Journal of the American Heart Association | 2014
Alvaro Alonso; Jeffrey R. Misialek; John H. Eckfeldt; Elizabeth Selvin; Josef Coresh; Lin Y. Chen; Elsayed Z. Soliman; Sunil K. Agarwal; Pamela L. Lutsey
Background and Purpose— The effect of dietary protein on the risk of stroke has shown inconsistent results. We aimed to evaluate the relationship of dietary protein sources with the risk of stroke and silent cerebral infarcts in a large community-based cohort. Methods— We studied 11601 adults (age, 45–64 years at baseline in 1987–1989) enrolled in the Atherosclerosis Risk in Communities (ARIC) Study, free of diabetes mellitus and cardiovascular disease. Dietary protein intake was assessed with validated food frequency questionnaires at baseline and after 6 years of follow-up. Incident stroke events were identified through hospital discharge codes and stroke deaths and physician-adjudicated through December 31, 2011. A subset of participants (n=653) underwent brain magnetic resonance imaging in 1993 to 1995 and in 2004 to 2006. Cox proportional hazard models and logistic regression were used for statistical analyses.
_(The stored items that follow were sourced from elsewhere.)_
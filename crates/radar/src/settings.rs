use std::collections::BTreeMap;
use std::fs;
use std::io;
use std::path::{Path, PathBuf};

use serde_json::{json, Value};
use thiserror::Error;
use tracing::{debug, info};

#[derive(Debug, Clone, Copy, PartialEq, Eq, Hash, PartialOrd, Ord)]
pub enum SettingKey {
    HostileColor,
    NeutralColor,
    FriendlyColor,
    SelfColor,
    BackgroundGradient,
    RadarSize,
    BlipSize,
    MaxDistance,
    ShowRangeRings,
    RangeRingColor,
    RangeRingStep,
    UseSensorRange,
    Position,
}

/// What the radar must do after a setting changes.
#[derive(Debug, Clone, Copy, PartialEq, Eq)]
pub enum SettingEffect {
    Rerender,
    Recreate,
    None,
}

impl SettingKey {
    pub const ALL: [SettingKey; 13] = [
        SettingKey::HostileColor,
        SettingKey::NeutralColor,
        SettingKey::FriendlyColor,
        SettingKey::SelfColor,
        SettingKey::BackgroundGradient,
        SettingKey::RadarSize,
        SettingKey::BlipSize,
        SettingKey::MaxDistance,
        SettingKey::ShowRangeRings,
        SettingKey::RangeRingColor,
        SettingKey::RangeRingStep,
        SettingKey::UseSensorRange,
        SettingKey::Position,
    ];

    pub const fn name(self) -> &'static str {
        match self {
            SettingKey::HostileColor => "hostileColor",
            SettingKey::NeutralColor => "neutralColor",
            SettingKey::FriendlyColor => "friendlyColor",
            SettingKey::SelfColor => "selfColor",
            SettingKey::BackgroundGradient => "backgroundGradient",
            SettingKey::RadarSize => "radarSize",
            SettingKey::BlipSize => "blipSize",
            SettingKey::MaxDistance => "maxDistance",
            SettingKey::ShowRangeRings => "showRangeRings",
            SettingKey::RangeRingColor => "rangeRingColor",
            SettingKey::RangeRingStep => "rangeRingStep",
            SettingKey::UseSensorRange => "useSensorRange",
            SettingKey::Position => "position",
        }
    }

    pub const fn label(self) -> &'static str {
        match self {
            SettingKey::HostileColor => "Hostile Blip Color",
            SettingKey::NeutralColor => "Neutral Blip Color",
            SettingKey::FriendlyColor => "Friendly Blip Color",
            SettingKey::SelfColor => "Self Dot Color",
            SettingKey::BackgroundGradient => "Radar Background Gradient",
            SettingKey::RadarSize => "Radar Size (pixels)",
            SettingKey::BlipSize => "Blip Size (pixels)",
            SettingKey::MaxDistance => "Max Radar Distance (grid units)",
            SettingKey::ShowRangeRings => "Show Range Rings",
            SettingKey::RangeRingColor => "Range Ring Color",
            SettingKey::RangeRingStep => "Range Ring Step (0 = four even rings)",
            SettingKey::UseSensorRange => "Use Sensor Range",
            SettingKey::Position => "Radar Position",
        }
    }

    pub fn from_name(name: &str) -> Option<Self> {
        Self::ALL.into_iter().find(|key| key.name() == name)
    }

    pub fn default_value(self) -> Value {
        match self {
            SettingKey::HostileColor => json!("#ff0000"),
            SettingKey::NeutralColor => json!("#ffff00"),
            SettingKey::FriendlyColor => json!("#00ff00"),
            SettingKey::SelfColor => json!("#00ff00"),
            SettingKey::BackgroundGradient => json!(
                "radial-gradient(circle at center, rgba(0,255,0,0.15), rgba(0,0,0,0.9))"
            ),
            SettingKey::RadarSize => json!(150),
            SettingKey::BlipSize => json!(4),
            SettingKey::MaxDistance => json!(30),
            SettingKey::ShowRangeRings => json!(true),
            SettingKey::RangeRingColor => json!("rgba(0,255,0,0.2)"),
            SettingKey::RangeRingStep => json!(0),
            SettingKey::UseSensorRange => json!(false),
            SettingKey::Position => json!({ "top": 10.0, "left": null, "right": 10.0 }),
        }
    }

    pub const fn effect(self) -> SettingEffect {
        match self {
            SettingKey::RadarSize | SettingKey::BackgroundGradient => SettingEffect::Recreate,
            SettingKey::Position => SettingEffect::None,
            _ => SettingEffect::Rerender,
        }
    }
}

#[derive(Debug, Error)]
pub enum SettingsError {
    #[error("failed to read settings file {path}: {source}")]
    Read {
        path: PathBuf,
        #[source]
        source: io::Error,
    },
    #[error("failed to parse settings file {path} at `{location}`: {source}")]
    Parse {
        path: PathBuf,
        location: String,
        #[source]
        source: serde_json::Error,
    },
    #[error("failed to encode settings: {0}")]
    Encode(#[source] serde_json::Error),
    #[error("failed to write settings file {path}: {source}")]
    Write {
        path: PathBuf,
        #[source]
        source: io::Error,
    },
}

/// Settings accessor consumed by the radar.
pub trait SettingsStore {
    fn get(&self, key: SettingKey) -> Option<Value>;
    fn set(&mut self, key: SettingKey, value: Value) -> Result<(), SettingsError>;
    fn take_changes(&mut self) -> Vec<SettingKey>;
}

/// JSON-object settings, optionally persisted to a file on every write.
#[derive(Debug, Default)]
pub struct JsonSettingsStore {
    path: Option<PathBuf>,
    values: BTreeMap<String, Value>,
    changes: Vec<SettingKey>,
}

impl JsonSettingsStore {
    pub fn in_memory() -> Self {
        Self::default()
    }

    /// Opens `path`, starting empty when the file does not exist yet.
    pub fn open(path: impl Into<PathBuf>) -> Result<Self, SettingsError> {
        let path = path.into();
        let values = if path.exists() {
            let raw = fs::read_to_string(&path).map_err(|source| SettingsError::Read {
                path: path.clone(),
                source,
            })?;
            parse_settings_json(&path, &raw)?
        } else {
            BTreeMap::new()
        };

        let unknown: Vec<&str> = values
            .keys()
            .map(String::as_str)
            .filter(|name| SettingKey::from_name(name).is_none())
            .collect();
        info!(
            path = %path.display(),
            stored = values.len(),
            unknown = ?unknown,
            "settings_loaded"
        );

        Ok(Self {
            path: Some(path),
            values,
            changes: Vec::new(),
        })
    }

    pub fn path(&self) -> Option<&Path> {
        self.path.as_deref()
    }

    fn persist(&self) -> Result<(), SettingsError> {
        let Some(path) = self.path.as_deref() else {
            return Ok(());
        };
        let text = serde_json::to_string_pretty(&self.values).map_err(SettingsError::Encode)?;
        write_text_atomic(path, &text).map_err(|source| SettingsError::Write {
            path: path.to_path_buf(),
            source,
        })
    }
}

impl SettingsStore for JsonSettingsStore {
    fn get(&self, key: SettingKey) -> Option<Value> {
        self.values.get(key.name()).cloned()
    }

    fn set(&mut self, key: SettingKey, value: Value) -> Result<(), SettingsError> {
        if self.values.get(key.name()) == Some(&value) {
            return Ok(());
        }
        debug!(key = key.name(), value = %value, "setting_changed");
        self.values.insert(key.name().to_string(), value);
        if !self.changes.contains(&key) {
            self.changes.push(key);
        }
        self.persist()
    }

    fn take_changes(&mut self) -> Vec<SettingKey> {
        std::mem::take(&mut self.changes)
    }
}

fn parse_settings_json(path: &Path, raw: &str) -> Result<BTreeMap<String, Value>, SettingsError> {
    let mut deserializer = serde_json::Deserializer::from_str(raw);
    serde_path_to_error::deserialize::<_, BTreeMap<String, Value>>(&mut deserializer).map_err(
        |error| {
            let location = error.path().to_string();
            SettingsError::Parse {
                path: path.to_path_buf(),
                location,
                source: error.into_inner(),
            }
        },
    )
}

fn write_text_atomic(path: &Path, text: &str) -> io::Result<()> {
    if let Some(parent) = path.parent().filter(|parent| !parent.as_os_str().is_empty()) {
        fs::create_dir_all(parent)?;
    }

    let tmp_path = path.with_extension("json.tmp");
    fs::write(&tmp_path, text)?;
    if let Err(error) = fs::rename(&tmp_path, path) {
        let _ = fs::remove_file(&tmp_path);
        return Err(error);
    }
    Ok(())
}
Results— During a median follow-up of 22.7 years, there were 699 stroke events. In multivariable analyses, total, animal, and vegetable protein consumption was not associated with risk of stroke. Red meat consumption was associated with increased stroke risk, particularly ischemic events. The hazard ratios (95% confidence interval) for risk of ischemic stroke across ascending quintiles of red meat consumption were 1 (ref), 1.13 (0.85–1.49), 1.44 (1.09–1.90), 1.33 (0.99–1.79), and 1.47 (1.06–2.05); Ptrend=0.01. No association of major dietary protein sources with silent cerebral infarcts was detected. Conclusions— This study supports the notion that consumption of red meat may increase the risk of ischemic stroke. No association between dietary protein intake and silent cerebral infarcts was found.